Creo que ya lo escribí, pero el tiempo en esta ciudad está loco. Comienzo el fin de semana tumbada frente al río en manga corta y gafas de sol, con los dedos rozando la hierba, inventando formas de nubes en el cielo, convirtiendo lo extraño en familiar de nuevo. El cielo está tan claro y la brisa es tan suave que todo promete ser estable, al menos hasta que llegue de nuevo el invierno. Pero el ciclo de anticiclón y borrasca nunca falla, y la jornada de vuelta a la rutina se cierra con una tormenta de las que apenas se ven en esta ciudad. Sin nada que la anunciara, sin nubes amenazadoras en las horas previas, la lluvia empieza a inundarlo todo.

El agradable camino a casa se convierte de golpe en una carrera por etapas, con paradas en los puntos estratégicos y en los que no lo son tanto, con canciones y bailes, con el paraguas cerrado y tu sonrisa como única certeza. Y mientras volvemos a casa empapados, chapoteando como los patos de la plaza, agotados de tanto reír, me pregunto si, aunque necesite el sol, no serán las tormentas las que realmente me hacen feliz.

Raindrops Keep Falling on my Head - B.J. Thomas

8 de mayo de 2009

Cortinas



Casi cuatro meses después, no consigo actualizar regularmente. Y no es por falta de temas. Por hablar, podría hablar de lo cortas que son mis cortinas. Parece un tema anodino, pero podría valerme del argumento de que nunca se sabe lo que interesa a quienes pululan por la blogosfera, y agotar mi escasa inspiración en describirlas. Contar cómo la barra endeble, sujeta apenas por clavos, se dobla justo en el centro y empuja la tela hacia abajo, desvelando unas persianas que cierran mal y filtran los primeros rayos directamente hacia mi almohada, despertándome cuando el sol se eleva por encima del callejón, cuando duermo con más parsimonia.

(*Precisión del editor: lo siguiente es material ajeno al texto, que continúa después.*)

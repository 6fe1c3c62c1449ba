//! Sliding windows over push-based streams.
//!
//! The source is shared through one [`SharedStream`] connection. `size`
//! views are taken from it, view `i` skipping the first `i` items, and the
//! views are zipped positionally: the j-th item of every view together form
//! window j. The source is therefore consumed exactly once no matter how many
//! views read it.

use std::convert::Infallible;
use std::pin::Pin;
use std::task::{Context, Poll};

use futures_core::Stream;
use futures_util::StreamExt;

use super::shared::{SharedStream, Subscription};

/// One offset view of the shared source.
///
/// Skips the first `skip` successful items; errors are never skipped.
struct View<T, E> {
    subscription: Subscription<Result<T, E>>,
    skip: usize,
}

impl<T, E> Stream for View<T, E>
where
    T: Clone + Send + 'static,
    E: Clone + Send + 'static,
{
    type Item = Result<T, E>;

    fn poll_next(mut self: Pin<&mut Self>, cx: &mut Context<'_>) -> Poll<Option<Self::Item>> {
        loop {
            match self.subscription.poll_next_unpin(cx) {
                Poll::Ready(Some(Ok(_))) if self.skip > 0 => self.skip -= 1,
                other => return other,
            }
        }
    }
}

/// Stream of windows over a fallible source, created by
/// [`try_sliding_window`].
///
/// The first error is passed through immediately and ends the stream.
pub struct TryWindows<T, E> {
    views: Vec<View<T, E>>,
    slots: Vec<Option<T>>,
}

// Slots only ever hold items by value; nothing is structurally pinned.
impl<T, E> Unpin for TryWindows<T, E> {}

impl<T, E> TryWindows<T, E> {
    /// Release every view, and with them the shared source.
    fn finish(&mut self) {
        self.views.clear();
        self.slots.clear();
    }
}

impl<T, E> Stream for TryWindows<T, E>
where
    T: Clone + Send + 'static,
    E: Clone + Send + 'static,
{
    type Item = Result<Vec<T>, E>;

    fn poll_next(mut self: Pin<&mut Self>, cx: &mut Context<'_>) -> Poll<Option<Self::Item>> {
        let this = &mut *self;
        if this.views.is_empty() {
            return Poll::Ready(None);
        }

        let mut pending = false;
        for (view, slot) in this.views.iter_mut().zip(this.slots.iter_mut()) {
            if slot.is_some() {
                continue;
            }
            match view.poll_next_unpin(cx) {
                Poll::Ready(Some(Ok(item))) => *slot = Some(item),
                Poll::Ready(Some(Err(e))) => {
                    this.finish();
                    return Poll::Ready(Some(Err(e)));
                }
                Poll::Ready(None) => {
                    this.finish();
                    return Poll::Ready(None);
                }
                Poll::Pending => pending = true,
            }
        }

        if pending {
            return Poll::Pending;
        }
        Poll::Ready(Some(Ok(this.slots.iter_mut().filter_map(Option::take).collect())))
    }
}

/// Group a fallible push stream into windows of `size` items.
///
/// Must be polled inside a tokio runtime; the source is driven by a spawned
/// task and dropped once the returned stream is.
///
/// # Panics
///
/// Panics if `size` is 0.
pub fn try_sliding_window<S, T, E>(source: S, size: usize) -> TryWindows<T, E>
where
    S: Stream<Item = Result<T, E>> + Send + 'static,
    T: Clone + Send + 'static,
    E: Clone + Send + 'static,
{
    assert!(size != 0, "window size must be non-zero");
    let shared = SharedStream::from_stream(source);
    // Every view registers before any is polled, so none misses an item.
    let views = (0..size)
        .map(|skip| View {
            subscription: shared.subscribe(),
            skip,
        })
        .collect();
    TryWindows {
        views,
        slots: (0..size).map(|_| None).collect(),
    }
}

/// Stream of windows over an infallible source, created by
/// [`sliding_window`].
pub struct Windows<T> {
    inner: TryWindows<T, Infallible>,
}

impl<T: Clone + Send + 'static> Stream for Windows<T> {
    type Item = Vec<T>;

    fn poll_next(mut self: Pin<&mut Self>, cx: &mut Context<'_>) -> Poll<Option<Self::Item>> {
        self.inner.poll_next_unpin(cx).map(|window| {
            window.map(|result| match result {
                Ok(window) => window,
                Err(never) => match never {},
            })
        })
    }
}

/// Group a push stream into windows of `size` items.
///
/// # Panics
///
/// Panics if `size` is 0.
pub fn sliding_window<S, T>(source: S, size: usize) -> Windows<T>
where
    S: Stream<Item = T> + Send + 'static,
    T: Clone + Send + 'static,
{
    Windows {
        inner: try_sliding_window(source.map(Ok::<T, Infallible>), size),
    }
}

#[cfg(test)]
mod tests {
    use super::*;
    use crate::window::SlidingWindowExt;
    use futures_util::stream;
    use std::sync::atomic::{AtomicUsize, Ordering};
    use std::sync::Arc;
    use tokio::sync::mpsc;
    use tokio_stream::wrappers::UnboundedReceiverStream;

    #[tokio::test]
    async fn test_push_matches_finite_form() {
        for size in 1..=5 {
            for len in 0..=7 {
                let items: Vec<u32> = (0..len).collect();
                let expected: Vec<Vec<u32>> = items.iter().copied().sliding_window(size).collect();
                let actual: Vec<Vec<u32>> =
                    sliding_window(stream::iter(items), size).collect().await;
                assert_eq!(actual, expected, "size={size} len={len}");
            }
        }
    }

    #[tokio::test]
    async fn test_items_pushed_from_another_task() {
        let (tx, rx) = mpsc::unbounded_channel();
        let mut windows = sliding_window(UnboundedReceiverStream::new(rx), 2);

        let producer = tokio::spawn(async move {
            for n in 1..=4 {
                tx.send(n).unwrap();
                tokio::task::yield_now().await;
            }
        });

        assert_eq!(windows.next().await, Some(vec![1, 2]));
        assert_eq!(windows.next().await, Some(vec![2, 3]));
        assert_eq!(windows.next().await, Some(vec![3, 4]));
        producer.await.unwrap();
        assert_eq!(windows.next().await, None);
    }

    #[tokio::test]
    async fn test_source_polled_once_per_item() {
        let pulls = Arc::new(AtomicUsize::new(0));
        let counter = Arc::clone(&pulls);
        let source = stream::iter(0..6).inspect(move |_| {
            counter.fetch_add(1, Ordering::SeqCst);
        });

        let windows: Vec<Vec<i32>> = sliding_window(source, 3).collect().await;
        assert_eq!(windows.len(), 4);
        assert_eq!(pulls.load(Ordering::SeqCst), 6);
    }

    #[tokio::test]
    async fn test_windows_over_items_that_are_not_unpin() {
        use std::marker::PhantomPinned;

        let source = stream::iter((0..4u32).map(|n| (n, PhantomPinned)));
        let windows: Vec<Vec<(u32, PhantomPinned)>> = sliding_window(source, 3).collect().await;
        let firsts: Vec<u32> = windows.iter().map(|w| w[0].0).collect();
        assert_eq!(firsts, vec![0, 1]);
    }

    #[tokio::test]
    async fn test_error_passes_through_short_source() {
        let source = stream::iter(vec![Ok(1), Err("boom")]);
        let results: Vec<Result<Vec<i32>, &str>> = try_sliding_window(source, 4).collect().await;
        assert_eq!(results, vec![Err("boom")]);
    }

    #[tokio::test]
    async fn test_error_ends_stream_after_windows() {
        let source = stream::iter(vec![Ok(1), Ok(2), Ok(3), Err("boom"), Ok(4)]);
        let results: Vec<Result<Vec<i32>, &str>> = try_sliding_window(source, 2).collect().await;
        assert_eq!(results, vec![Ok(vec![1, 2]), Ok(vec![2, 3]), Err("boom")]);
    }
}
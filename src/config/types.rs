//! Configuration types.

use std::time::Duration;

use serde::{Deserialize, Serialize};

use crate::tail::TailOptions;

/// Tailing configuration loaded from TOML.
#[derive(Debug, Clone, PartialEq, Eq, Serialize, Deserialize)]
#[serde(default)]
pub struct TailConfig {
    /// Seconds between fallback polls of a tailed file. 0 disables polling.
    pub poll_interval_secs: u64,
    /// Debounce window for change notifications in milliseconds. 0 delivers
    /// raw notifications.
    pub debounce_ms: u64,
    /// Default number of lines shown before a focus line.
    pub preceding: usize,
    /// Default number of lines shown after a focus line.
    pub following: usize,
}

impl Default for TailConfig {
    fn default() -> Self {
        Self {
            poll_interval_secs: 5,
            debounce_ms: 100,
            preceding: 2,
            following: 2,
        }
    }
}

impl TailConfig {
    /// Session options derived from this configuration.
    #[must_use]
    pub fn tail_options(&self) -> TailOptions {
        TailOptions {
            poll_interval: Duration::from_secs(self.poll_interval_secs),
        }
    }

    /// Debounce window, or `None` for raw notifications.
    #[must_use]
    pub fn debounce(&self) -> Option<Duration> {
        (self.debounce_ms > 0).then(|| Duration::from_millis(self.debounce_ms))
    }
}
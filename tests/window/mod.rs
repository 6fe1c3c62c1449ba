//! Sliding window tests.

mod window_test;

Podría poner al día mi crónica de la vida nocturna en la ciudad, ahora mucho más familiar. Y hablar de caderas bamboleantes embutidas en faldas-cinturón que estrujan carnes que se mueven a ritmo de reggaeton, o de lo surrealista que es escuchar a Melody o desgañitarte cantando "Bamboleo" en un local de DC, el mismo en el que conocer Málaga te garantiza la entrada a la zona VIP.

Podría hablar de la ilusión que me hizo la visita de Paula, de la derrota estrepitosa de los blancos en un Lucky Bar azulgrana, de la tarta de Kramerbooks, de nuestras crónicas frente al Capitolio recortado sobre un cielo gris, de cómo la bombilla de los jueves en Millie's and Al's no se encendió por ser lunes.

Pero de nuevo, me bloqueo, aunque sin darme cuenta ya haya contado un poco de lo que no puedo contar. Algo paraliza el resto de palabras en mi mente, algo que apenas me atrevía a esperar y que, sin embargo, ha tardado tanto en llegar. Me espera en la plaza y promete justo eso, palabras. Y supongo que llegan cuando más las necesito: cuando todo lo que saben hacer las mías es describir cortinas.